| Users / Orders | 100 Orders/day | 10,000 Orders/day | 1,000,000 Orders/day | 100,000,000 Orders/day |
|---|---|---|---|---|
| Order State Transitions | Simple DB updates, single instance | Increased DB writes, possible queueing | High DB load, need async processing | Massive scale, distributed state management |
| System Components | Single app server, monolithic state logic | Multiple app servers, load balancer | Microservices for order states, event-driven | Global distributed services, CQRS, event sourcing |
| Database | Single relational DB instance | Read replicas, connection pooling | Sharding, partitioning by order ID or region | Multi-region DB clusters, eventual consistency |
| Message Queues | Not required or simple queue | Basic queues for async state changes | Robust event queues, retry mechanisms | Distributed event streaming platforms (Kafka, Pulsar) |
| Latency | Low, synchronous updates | Moderate, some async processing | Higher, eventual consistency accepted | Latency optimized with caching and event sourcing |
Order state machine in LLD - Scalability & System Analysis
The database becomes the first bottleneck as order volume grows. Each order state change requires a write operation. At around 10,000 orders per day, the DB write load increases significantly, causing slower response times and potential contention.

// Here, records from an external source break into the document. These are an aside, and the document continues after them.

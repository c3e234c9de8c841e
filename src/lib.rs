//! Assessment recommendations from a fixed catalog by semantic vector search.

pub mod app;
pub mod catalog;
pub mod cli;
pub mod config;
pub mod eval;
pub mod extract;
pub mod recommender;
pub mod semantic;
#[cfg(test)]
mod tests;
pub mod web;
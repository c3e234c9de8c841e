//! Retrieval and ranking for assessment recommendations.
//!
//! Embeds catalog text with fastembed-rs (or the offline hash embedder) and
//! searches an in-memory vector index by cosine similarity.
//!
//! # Architecture
//!
//! - `embeddings`: The `Embedder` capability and the fastembed wrapper
//! - `hash`: Feature-hashing embedder that needs no model files
//! - `preprocess`: Document and query text preparation
//! - `index`: Immutable in-memory vector index with exact search
//! - `ranker`: Over-fetch, deduplication and top-k truncation
//! - `active`: Versioned, atomically swapped index reference
//! - `storage`: Binary file I/O for vectors.bin persistence

mod active;
pub mod embeddings;
mod hash;
mod index;
mod preprocess;
mod ranker;
mod storage;

pub use active::{ActiveIndex, IndexSnapshot};
pub use embeddings::{
    load_embedder, model_id_hash, Embedder, Embedding, EmbeddingError, EmbeddingModel,
};
pub use hash::{HashEmbedder, DEFAULT_HASH_DIMENSIONS};
pub use index::{
    CatalogIndex, IndexBuilder, IndexEntry, IndexError, SearchHit, SearchIndex, DEFAULT_BATCH_SIZE,
};
pub use preprocess::{document_text, normalize_query, truncate_content, EmbedVariant};
pub use ranker::{RankError, RankedResult, Ranker, DEFAULT_MAX_CANDIDATES, DEFAULT_OVERFETCH_FACTOR};
pub use storage::{IndexInfo, IndexStorage, StorageError};

/// Default embedding model name
pub const DEFAULT_MODEL: &str = "all-MiniLM-L6-v2";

- Read Replicas: Offload read queries to replicas to reduce DB load.
- Connection Pooling: Efficiently manage DB connections to handle more concurrent requests.
- Asynchronous Processing: Use message queues to decouple state changes from user requests.

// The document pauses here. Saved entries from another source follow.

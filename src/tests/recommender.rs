//! End-to-end recommendation scenarios on the offline hash embedder.

use std::collections::HashSet;
use std::sync::atomic::{AtomicUsize, Ordering};
use std::sync::Arc;

use crate::catalog::CatalogItem;
use crate::extract::{ExtractError, TextExtractor};
use crate::recommender::{Query, QueryKind, RecommendError, Recommender};
use crate::semantic::{
    CatalogIndex, EmbedVariant, Embedder, Embedding, EmbeddingError, HashEmbedder,
};

/// Counts embedding calls.
struct CountingEmbedder {
    inner: HashEmbedder,
    calls: AtomicUsize,
}

impl CountingEmbedder {
    fn new() -> Self {
        Self {
            inner: HashEmbedder::default(),
            calls: AtomicUsize::new(0),
        }
    }

    fn calls(&self) -> usize {
        self.calls.load(Ordering::SeqCst)
    }
}

impl Embedder for CountingEmbedder {
    fn name(&self) -> &str {
        self.inner.name()
    }

    fn dimensions(&self) -> usize {
        self.inner.dimensions()
    }

    fn embed(&self, text: &str) -> Result<Embedding, EmbeddingError> {
        self.calls.fetch_add(1, Ordering::SeqCst);
        self.inner.embed(text)
    }
}

/// Returns a fixed extraction result.
struct StubExtractor(Result<String, String>);

impl TextExtractor for StubExtractor {
    fn extract(&self, _url: &str) -> Result<String, ExtractError> {
        self.0.clone().map_err(ExtractError::Request)
    }
}

fn item(id: &str, description: &str) -> CatalogItem {
    CatalogItem::new(id, id.to_uppercase(), description, format!("https://example.com/{id}"))
}

fn scenario_items() -> Vec<CatalogItem> {
    vec![
        item("a", "leadership assessment"),
        item("b", "coding test"),
        item("c", "numerical reasoning test"),
    ]
}

fn description_index(embedder: &dyn Embedder, items: Vec<CatalogItem>) -> CatalogIndex {
    CatalogIndex::builder(embedder)
        .variants(&[EmbedVariant::Description])
        .build(items)
        .unwrap()
}

fn scenario_recommender() -> (Arc<CountingEmbedder>, Recommender) {
    let embedder = Arc::new(CountingEmbedder::new());
    let index = description_index(embedder.as_ref(), scenario_items());
    let recommender = Recommender::new(embedder.clone(), index)
        .unwrap()
        .with_index_options(&[EmbedVariant::Description], 8);
    (embedder, recommender)
}

fn ids(results: &[crate::semantic::RankedResult]) -> Vec<&str> {
    results.iter().map(|r| r.item.id.as_str()).collect()
}

#[test]
fn test_software_engineering_scenario() {
    let (_, recommender) = scenario_recommender();

    let results = recommender
        .recommend_text("test for software engineering skills", 2)
        .unwrap();

    assert_eq!(ids(&results), vec!["b", "c"]);
    assert!(results[0].score > results[1].score);
    assert!(results.iter().all(|r| (-1.0..=1.0).contains(&r.score)));
    assert_eq!(results[0].item.url, "https://example.com/b");
}

#[test]
fn test_empty_catalog() {
    let embedder: Arc<dyn Embedder> = Arc::new(HashEmbedder::default());
    let recommender = Recommender::new(embedder, CatalogIndex::empty(384)).unwrap();

    let result = recommender.recommend_text("any query at all", 5);
    assert!(matches!(result, Err(RecommendError::IndexEmpty)));
}

#[test]
fn test_zero_k() {
    let (embedder, recommender) = scenario_recommender();
    let before = embedder.calls();

    let result = recommender.recommend_text("coding test", 0);
    assert!(matches!(result, Err(RecommendError::InvalidInput { field: "k", .. })));
    assert_eq!(embedder.calls(), before);
}

#[test]
fn test_url_with_empty_extraction_skips_embedding() {
    let (embedder, recommender) = scenario_recommender();
    let recommender =
        recommender.with_extractor(Some(Arc::new(StubExtractor(Ok("   ".to_string())))));
    let before = embedder.calls();

    let url = "https://jobs.example.com/21819?lang=en-us";
    let result = recommender.recommend_text(url, 3);

    match result {
        Err(RecommendError::ExtractionFailed { url: failed, .. }) => assert_eq!(failed, url),
        other => panic!("expected ExtractionFailed, got {other:?}"),
    }
    assert_eq!(embedder.calls(), before);
}

#[test]
fn test_url_with_failing_extractor() {
    let (embedder, recommender) = scenario_recommender();
    let recommender = recommender.with_extractor(Some(Arc::new(StubExtractor(Err(
        "connection refused".to_string(),
    )))));
    let before = embedder.calls();

    let result = recommender.recommend_text("https://jobs.example.com/1", 3);
    match result {
        Err(RecommendError::ExtractionFailed { reason, .. }) => {
            assert!(reason.contains("connection refused"))
        }
        other => panic!("expected ExtractionFailed, got {other:?}"),
    }
    assert_eq!(embedder.calls(), before);
}

#[test]
fn test_url_query_embeds_extracted_text() {
    let (_, recommender) = scenario_recommender();
    let recommender = recommender
        .with_extractor(Some(Arc::new(StubExtractor(Ok("Backend role: coding test".to_string())))));

    let results = recommender.recommend_text("https://jobs.example.com/1", 1).unwrap();
    assert_eq!(ids(&results), vec!["b"]);

    // forced text treats the URL as plain words instead
    let query = Query::new("https://jobs.example.com/1", 1).with_kind(QueryKind::Text);
    assert!(recommender.recommend(&query).is_ok());
}

#[test]
fn test_self_retrieval() {
    let (_, recommender) = scenario_recommender();

    for item in scenario_items() {
        let results = recommender.recommend_text(&item.description, 1).unwrap();
        assert_eq!(results[0].item.id, item.id, "query: {}", item.description);
        assert!((results[0].score - 1.0).abs() < 1e-5);
    }
}

fn larger_catalog() -> Vec<CatalogItem> {
    let skills = ["java", "python", "sql", "excel", "sales", "leadership", "numerical", "verbal"];
    let kinds = ["knowledge test", "simulation", "personality questionnaire", "reasoning test"];

    skills
        .iter()
        .enumerate()
        .flat_map(|(i, skill)| {
            kinds.iter().enumerate().map(move |(j, kind)| {
                CatalogItem::new(
                    format!("{skill}-{j}"),
                    format!("{skill} {kind}"),
                    format!("{kind} measuring {skill} skills, level {}", (i + j) % 3),
                    format!("https://example.com/{skill}-{j}"),
                )
            })
        })
        .collect()
}

fn variant_recommender() -> Recommender {
    let embedder: Arc<dyn Embedder> = Arc::new(HashEmbedder::default());
    let index = CatalogIndex::builder(embedder.as_ref())
        .variants(&[EmbedVariant::Full, EmbedVariant::Description, EmbedVariant::Name])
        .build(larger_catalog())
        .unwrap();
    Recommender::new(embedder, index).unwrap().with_max_k(40)
}

#[test]
fn test_prefix_stability() {
    let recommender = variant_recommender();
    let query = "python and sql knowledge test for a mid level analyst";

    let full = recommender.recommend_text(query, 20).unwrap();
    for k in 1..20 {
        let partial = recommender.recommend_text(query, k).unwrap();
        assert_eq!(partial, full[..k].to_vec(), "k = {k}");
    }
}

#[test]
fn test_results_distinct_and_ordered() {
    let recommender = variant_recommender();
    let results = recommender
        .recommend_text("leadership personality questionnaire", 40)
        .unwrap();

    // k above the catalog size returns every item once
    assert_eq!(results.len(), 32);
    let unique = results.iter().map(|r| r.item.id.as_str()).collect::<HashSet<_>>();
    assert_eq!(unique.len(), results.len());

    for pair in results.windows(2) {
        assert!(pair[0].score >= pair[1].score);
        if pair[0].score == pair[1].score {
            assert!(pair[0].item.id < pair[1].item.id);
        }
    }
}

#[test]
fn test_deterministic() {
    let recommender = variant_recommender();
    let query = "sales simulation";

    let first = recommender.recommend_text(query, 10).unwrap();
    let second = recommender.recommend_text(query, 10).unwrap();
    assert_eq!(first, second);
}

#[test]
fn test_concurrent_queries_during_rebuild() {
    let (_, recommender) = scenario_recommender();
    let recommender = Arc::new(recommender);

    let workers = (0..4)
        .map(|_| {
            let recommender = Arc::clone(&recommender);
            std::thread::spawn(move || {
                for _ in 0..100 {
                    let results = recommender.recommend_text("reasoning test", 3).unwrap();
                    assert_eq!(results.len(), 3);
                }
            })
        })
        .collect::<Vec<_>>();

    let alternate = vec![
        item("x", "verbal reasoning test"),
        item("y", "sales simulation"),
        item("z", "personality questionnaire"),
    ];
    for i in 0..20 {
        let items = if i % 2 == 0 {
            alternate.clone()
        } else {
            scenario_items()
        };
        recommender.rebuild(items).unwrap();
    }

    for worker in workers {
        worker.join().unwrap();
    }
    assert_eq!(recommender.index_version(), 21);
}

- Sharding: Partition the database by order ID or region to distribute load.
- Event Sourcing: Store state changes as events to improve scalability and auditability.
- Microservices: Separate order state logic into dedicated services for better scaling.
- CDN and Caching: Cache order status responses where possible to reduce DB hits.
Assuming 1,000,000 orders/day (~11.6 orders/sec):
- DB writes: ~12 QPS (writes per second) for state changes.
- DB reads: Assuming 10 reads per order, ~120 QPS reads.
- Storage: Each order state event ~1 KB, daily ~1 GB storage needed.
- Network bandwidth: Assuming 10 KB per order state API call, ~116 KB/s (~0.9 Mbps).
- Server capacity: One app server can handle ~1000 concurrent connections; multiple servers needed for load balancing.
Start by describing the order state machine and its transitions. Then discuss expected load and identify the first bottleneck (usually the database). Next, explain scaling strategies like asynchronous processing and sharding. Finally, mention trade-offs such as consistency vs latency and how event sourcing can help.
Your database handles 1000 QPS. Traffic grows 10x to 10,000 QPS. What do you do first?
Answer: Introduce read replicas and connection pooling to distribute load and reduce contention. Also, implement asynchronous processing with message queues to decouple writes from user requests, preventing DB overload.